Caregiver support to the rescue!

Caregiver support to the rescue!

Caregiving takes a toll…

Following the post, Fatigue…in need of respite, I am happy to report I have received help and may have more soon.

LESSON for those of you ‘learning’ your way through your caregiving journey: ask for help! No one knows you need it if you do not ask.


It can be total chaos, yes, such a ‘downer’ when we are overwhelmed by caregiver tasks…after one year or ten years, it makes no difference. At times I truly wonder if despondency is around the corner. What will happen when I don’t care anymore? I know now that I was ‘that’ close! (I had no energy to write my daily number of words…and that is serious!)

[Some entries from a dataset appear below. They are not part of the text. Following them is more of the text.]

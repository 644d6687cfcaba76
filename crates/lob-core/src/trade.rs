//! Executed trade record.

use serde::{Deserialize, Serialize};

/// An execution between a buy order and a sell order.
///
/// Immutable once appended to the trade log.
#[derive(Debug, Clone, PartialEq, Serialize, Deserialize)]
pub struct Trade {
    /// Engine-assigned id, monotonic from 1, independent of order ids.
    pub id: u64,
    pub buy_order_id: u64,
    pub sell_order_id: u64,

    /// Execution price: always the resting (maker) order's limit price.
    pub price: f64,
    pub quantity: f64,

    /// Timestamp of the aggressor order that produced this trade.
    pub timestamp: u64,
}
//! A (side, price) bucket of resting orders.
//!
//! Orders at one price form a FIFO: matching consumes from the head,
//! new arrivals append at the tail. The level also carries a cached total
//! of remaining quantity with a dirty flag; fills maintain the cache
//! incrementally, cancellations just mark it dirty and the next read
//! recomputes it. Snapshots therefore aggregate without touching
//! individual orders in the common case.

use slab::Slab;

use crate::node::OrderNode;

/// All resting orders at a single price on one side.
///
/// Order data lives in the book's arena; the level holds only the queue
/// endpoints and the quantity cache. A level is removed from the book the
/// moment its last order departs, so a live level is never empty.
#[derive(Debug, Clone)]
pub struct PriceLevel {
    price: f64,
    head: Option<usize>,
    tail: Option<usize>,
    len: usize,
    total_qty_cache: f64,
    dirty: bool,
}

impl PriceLevel {
    pub fn new(price: f64) -> Self {
        PriceLevel {
            price,
            head: None,
            tail: None,
            len: 0,
            total_qty_cache: 0.0,
            dirty: false,
        }
    }

    pub fn price(&self) -> f64 {
        self.price
    }

    /// Oldest resting order at this price, i.e. the next maker.
    pub fn front(&self) -> Option<usize> {
        self.head
    }

    pub fn len(&self) -> usize {
        self.len
    }

    pub fn is_empty(&self) -> bool {
        self.len == 0
    }

    /// Append an order at the tail of the FIFO.
    pub fn push_back(&mut self, key: usize, arena: &mut Slab<OrderNode>) {
        let quantity = {
            let node = &mut arena[key];
            node.prev = self.tail;
            node.next = None;
            node.order.remaining_quantity
        };

        match self.tail {
            Some(tail_key) => arena[tail_key].next = Some(key),
            None => self.head = Some(key),
        }

        self.tail = Some(key);
        self.len += 1;
        self.total_qty_cache += quantity;
    }

    /// Unlink an order from anywhere in the FIFO and mark the cache dirty.
    ///
    /// The node itself stays in the arena; the caller removes it.
    pub fn unlink(&mut self, key: usize, arena: &mut Slab<OrderNode>) {
        let (prev, next) = {
            let node = &arena[key];
            (node.prev, node.next)
        };

        match prev {
            Some(p) => arena[p].next = next,
            None => self.head = next,
        }
        match next {
            Some(n) => arena[n].prev = prev,
            None => self.tail = prev,
        }

        let node = &mut arena[key];
        node.prev = None;
        node.next = None;

        self.len -= 1;
        self.dirty = true;
    }

    /// Account for an execution against one of this level's orders.
    pub fn record_fill(&mut self, quantity: f64) {
        self.total_qty_cache -= quantity;
    }

    /// Total remaining quantity at this level, recomputing the cache if a
    /// cancellation left it dirty.
    pub fn total_quantity(&mut self, arena: &Slab<OrderNode>) -> f64 {
        if self.dirty {
            let mut total = 0.0;
            let mut cursor = self.head;
            while let Some(key) = cursor {
                let node = &arena[key];
                total += node.order.remaining_quantity;
                cursor = node.next;
            }
            self.total_qty_cache = total;
            self.dirty = false;
        }
        self.total_qty_cache
    }

    /// Cache state without refreshing, for invariant checks.
    pub fn cache_state(&self) -> (f64, bool) {
        (self.total_qty_cache, self.dirty)
    }

    /// Walk the FIFO head-to-tail, yielding slab keys in arrival order.
    pub fn iter_keys<'a>(&'a self, arena: &'a Slab<OrderNode>) -> impl Iterator<Item = usize> + 'a {
        let mut cursor = self.head;
        std::iter::from_fn(move || {
            let key = cursor?;
            cursor = arena[key].next;
            Some(key)
        })
    }
}

#[cfg(test)]
mod tests {
    use super::*;
    use crate::order::Order;
    use crate::side::Side;

    fn resting(id: u64, qty: f64) -> Order {
        Order::new_limit(id, Side::Sell, 100.0, qty, id)
    }

    fn push(level: &mut PriceLevel, arena: &mut Slab<OrderNode>, order: Order) -> usize {
        let key = arena.insert(OrderNode::new(order));
        level.push_back(key, arena);
        key
    }

    #[test]
    fn fifo_preserved_across_push_and_unlink() {
        let mut arena = Slab::new();
        let mut level = PriceLevel::new(100.0);

        let a = push(&mut level, &mut arena, resting(1, 1.0));
        let b = push(&mut level, &mut arena, resting(2, 2.0));
        let c = push(&mut level, &mut arena, resting(3, 3.0));

        // Remove the middle order; arrival order of the rest must hold.
        level.unlink(b, &mut arena);
        arena.remove(b);

        let ids: Vec<u64> = level.iter_keys(&arena).map(|k| arena[k].order.id).collect();
        assert_eq!(ids, vec![1, 3]);
        assert_eq!(level.front(), Some(a));
        assert_eq!(level.len(), 2);
        let _ = c;
    }

    #[test]
    fn cache_recomputes_after_unlink() {
        let mut arena = Slab::new();
        let mut level = PriceLevel::new(100.0);

        push(&mut level, &mut arena, resting(1, 1.5));
        let b = push(&mut level, &mut arena, resting(2, 2.5));

        assert_eq!(level.total_quantity(&arena), 4.0);

        level.unlink(b, &mut arena);
        arena.remove(b);
        let (_, dirty) = level.cache_state();
        assert!(dirty);
        assert_eq!(level.total_quantity(&arena), 1.5);
        let (_, dirty) = level.cache_state();
        assert!(!dirty);
    }

    #[test]
    fn fills_keep_cache_clean() {
        let mut arena = Slab::new();
        let mut level = PriceLevel::new(100.0);

        let a = push(&mut level, &mut arena, resting(1, 2.0));
        arena[a].order.fill(0.5);
        level.record_fill(0.5);

        let (cached, dirty) = level.cache_state();
        assert!(!dirty);
        assert!((cached - 1.5).abs() < 1e-12);
    }
}
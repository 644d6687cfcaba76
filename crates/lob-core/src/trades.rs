//! Trade execution and the append-only trade log.

use crate::order::{Order, OrderStatus};
use crate::trade::Trade;

/// Applies fills to order pairs and records the resulting trades.
///
/// Owns the monotonic trade id counter. The log is append-only; trades
/// are never mutated or removed, and consumers read forward either by
/// absolute cursor or through the drain position.
#[derive(Debug, Default)]
pub struct TradeExecutor {
    next_trade_id: u64,
    trades: Vec<Trade>,
    drain_cursor: usize,
}

impl TradeExecutor {
    pub fn new() -> Self {
        TradeExecutor {
            next_trade_id: 1,
            trades: Vec::new(),
            drain_cursor: 0,
        }
    }

    pub fn with_capacity(capacity: usize) -> Self {
        TradeExecutor {
            next_trade_id: 1,
            trades: Vec::with_capacity(capacity),
            drain_cursor: 0,
        }
    }

    /// Execute a fill of `quantity` at `price` between the two orders.
    ///
    /// Decrements both remainings, advances both statuses, and appends
    /// the trade record. `timestamp` is the aggressor's timestamp.
    pub fn execute(
        &mut self,
        buy_order: &mut Order,
        sell_order: &mut Order,
        price: f64,
        quantity: f64,
        timestamp: u64,
    ) {
        buy_order.fill(quantity);
        sell_order.fill(quantity);

        buy_order.status = status_after_fill(buy_order);
        sell_order.status = status_after_fill(sell_order);

        let trade = Trade {
            id: self.next_trade_id,
            buy_order_id: buy_order.id,
            sell_order_id: sell_order.id,
            price,
            quantity,
            timestamp,
        };
        self.next_trade_id += 1;
        self.trades.push(trade);
    }

    /// All trades at or after `cursor`, plus the cursor one past the end
    /// of the log. A cursor of 0 reads from the beginning.
    pub fn trades_since(&self, cursor: usize) -> (&[Trade], usize) {
        let start = cursor.min(self.trades.len());
        (&self.trades[start..], self.trades.len())
    }

    /// Trades appended since the previous drain.
    ///
    /// The log itself is retained, so absolute cursors from
    /// [`trades_since`](Self::trades_since) stay valid.
    pub fn drain(&mut self) -> Vec<Trade> {
        let drained = self.trades[self.drain_cursor..].to_vec();
        self.drain_cursor = self.trades.len();
        drained
    }

    pub fn trade_count(&self) -> usize {
        self.trades.len()
    }

    pub fn last_trade(&self) -> Option<&Trade> {
        self.trades.last()
    }
}

fn status_after_fill(order: &Order) -> OrderStatus {
    if order.remaining_quantity <= crate::matcher::QTY_EPSILON {
        OrderStatus::Filled
    } else {
        OrderStatus::PartiallyFilled
    }
}

#[cfg(test)]
mod tests {
    use super::*;
    use crate::side::Side;

    #[test]
    fn execute_updates_both_orders_and_logs_trade() {
        let mut executor = TradeExecutor::new();
        let mut buy = Order::new_limit(1, Side::Buy, 101.0, 2.0, 10);
        let mut sell = Order::new_limit(2, Side::Sell, 100.0, 1.5, 5);

        executor.execute(&mut buy, &mut sell, 100.0, 1.5, 10);

        assert_eq!(buy.status, OrderStatus::PartiallyFilled);
        assert_eq!(buy.remaining_quantity, 0.5);
        assert_eq!(sell.status, OrderStatus::Filled);
        assert_eq!(sell.remaining_quantity, 0.0);

        let (trades, cursor) = executor.trades_since(0);
        assert_eq!(cursor, 1);
        assert_eq!(trades[0].id, 1);
        assert_eq!(trades[0].buy_order_id, 1);
        assert_eq!(trades[0].sell_order_id, 2);
        assert_eq!(trades[0].price, 100.0);
        assert_eq!(trades[0].timestamp, 10);
    }

    #[test]
    fn drain_returns_only_new_trades() {
        let mut executor = TradeExecutor::new();
        let mut buy = Order::new_limit(1, Side::Buy, 100.0, 2.0, 1);
        let mut sell = Order::new_limit(2, Side::Sell, 100.0, 2.0, 1);

        executor.execute(&mut buy, &mut sell, 100.0, 1.0, 1);
        assert_eq!(executor.drain().len(), 1);
        assert!(executor.drain().is_empty());

        executor.execute(&mut buy, &mut sell, 100.0, 1.0, 2);
        let drained = executor.drain();
        assert_eq!(drained.len(), 1);
        assert_eq!(drained[0].id, 2);

        // Absolute cursors still see the whole log.
        assert_eq!(executor.trades_since(0).0.len(), 2);
    }
}
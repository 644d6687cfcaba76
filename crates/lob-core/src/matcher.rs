//! Order matching against the opposite side of the book.
//!
//! The matcher walks the opposing side best-first and fills against each
//! level's FIFO until the aggressor is exhausted, the next level is no
//! longer price-compatible, or the side is empty. Trades execute at the
//! maker's price. Exhausted makers and emptied levels are removed
//! immediately, so the book is never crossed at rest.
//!
//! Residual policy: a limit aggressor with quantity left rests at its
//! limit price; a market aggressor's remainder is discarded and the order
//! ends `Filled` if fully executed, `Cancelled` otherwise.

use std::collections::HashMap;

use crate::order::{Order, OrderStatus};
use crate::order_book::OrderBook;
use crate::order_type::OrderType;
use crate::side::Side;
use crate::trades::TradeExecutor;

/// Absolute tolerance below which a remaining quantity counts as zero.
///
/// This is the only place floating-point slack is applied; price
/// comparisons are exact.
pub const QTY_EPSILON: f64 = 1e-9;

/// Match `order` against the book, then apply the residual policy.
///
/// Trades are appended to `executor` in generation order: across levels
/// best-first, within a level in arrival order. Orders that reach a
/// terminal state here are recorded in `terminal`.
pub(crate) fn match_order(
    book: &mut OrderBook,
    executor: &mut TradeExecutor,
    terminal: &mut HashMap<u64, OrderStatus>,
    order: &mut Order,
) {
    match order.side {
        Side::Buy => match_buy(book, executor, terminal, order),
        Side::Sell => match_sell(book, executor, terminal, order),
    }

    match order.order_type {
        OrderType::Limit => {
            if order.remaining_quantity > QTY_EPSILON {
                // Rests as New if untouched, PartiallyFilled otherwise.
                book.insert(order.clone());
            } else {
                order.status = OrderStatus::Filled;
                terminal.insert(order.id, OrderStatus::Filled);
            }
        }
        OrderType::Market => {
            // Unfillable remainder is dropped, not rested.
            let status = if order.remaining_quantity <= QTY_EPSILON {
                OrderStatus::Filled
            } else {
                OrderStatus::Cancelled
            };
            order.status = status;
            terminal.insert(order.id, status);
        }
    }
}

fn match_buy(
    book: &mut OrderBook,
    executor: &mut TradeExecutor,
    terminal: &mut HashMap<u64, OrderStatus>,
    order: &mut Order,
) {
    let ts = order.timestamp;

    loop {
        if order.remaining_quantity <= QTY_EPSILON {
            break;
        }

        let Some((&key, level)) = book.asks.first_key_value() else {
            break;
        };
        let level_price = level.price();

        // Lower levels cannot be eligible either; the side is sorted.
        if order.order_type == OrderType::Limit && level_price > order.limit_price() {
            break;
        }

        let level = book.asks.get_mut(&key).expect("best ask level vanished");
        while order.remaining_quantity > QTY_EPSILON {
            let Some(maker_key) = level.front() else {
                break;
            };

            let maker = &mut book.arena[maker_key].order;
            let fill = order.remaining_quantity.min(maker.remaining_quantity);
            executor.execute(order, maker, level_price, fill, ts);
            level.record_fill(fill);

            if maker.remaining_quantity <= QTY_EPSILON {
                let maker_id = maker.id;
                level.unlink(maker_key, &mut book.arena);
                book.arena.remove(maker_key);
                book.id_index.remove(&maker_id);
                terminal.insert(maker_id, OrderStatus::Filled);
            }
        }

        if level.is_empty() {
            book.asks.remove(&key);
        }
    }
}

fn match_sell(
    book: &mut OrderBook,
    executor: &mut TradeExecutor,
    terminal: &mut HashMap<u64, OrderStatus>,
    order: &mut Order,
) {
    let ts = order.timestamp;

    loop {
        if order.remaining_quantity <= QTY_EPSILON {
            break;
        }

        let Some((&key, level)) = book.bids.first_key_value() else {
            break;
        };
        let level_price = level.price();

        if order.order_type == OrderType::Limit && level_price < order.limit_price() {
            break;
        }

        let level = book.bids.get_mut(&key).expect("best bid level vanished");
        while order.remaining_quantity > QTY_EPSILON {
            let Some(maker_key) = level.front() else {
                break;
            };

            let maker = &mut book.arena[maker_key].order;
            let fill = order.remaining_quantity.min(maker.remaining_quantity);
            executor.execute(maker, order, level_price, fill, ts);
            level.record_fill(fill);

            if maker.remaining_quantity <= QTY_EPSILON {
                let maker_id = maker.id;
                level.unlink(maker_key, &mut book.arena);
                book.arena.remove(maker_key);
                book.id_index.remove(&maker_id);
                terminal.insert(maker_id, OrderStatus::Filled);
            }
        }

        if level.is_empty() {
            book.bids.remove(&key);
        }
    }
}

Sometimes I feel like I, alone, am now running my own private long-term care home with private, personal care for My Love. Not only am I giving 24/7 care, without normal sleep, I cannot always find short periods of respite in a day.

I am the nurse sitting beside him as he takes his 20 pills a day, reminding him the pills go in his mouth…after I show him where his mouth is… and helping him recall how to swallow the water, while keeping him from spitting his pills into the glass.

I schedule changing his disposable underwear in the morning, and then check throughout the day. I am currently his daily shower and shave attendant, plus his personal dresser, physcially holding his clothes so he can put them on and helping with his shoes. I must be with him during these tasks.

I am the cook who prepares special meals of soft foods, and cuts them as if for a toddler. I wash and put dishes away. I am the online grocery shopper, coupling a pickup with a run to the pharmacy for his pills. I definitely have been his taxi driver for nearly six years. I am the housekeeper, often cleaning two bathrooms several times a day- because he doesn’t remember which is his, and he ‘misses’ in both of them.

He does not leave my side. If I walk down the hall, he follows me, even to the kitchen, bathroom or shower to be reassured where I am. I seldom have time for the dusting and vacuuming, or doing laundry…but no longer is this a priority. All this from one person, increasing over the last ten years!

My life? I have none. Beyond my two daily naps, there is little time to do the things that others might consider essential.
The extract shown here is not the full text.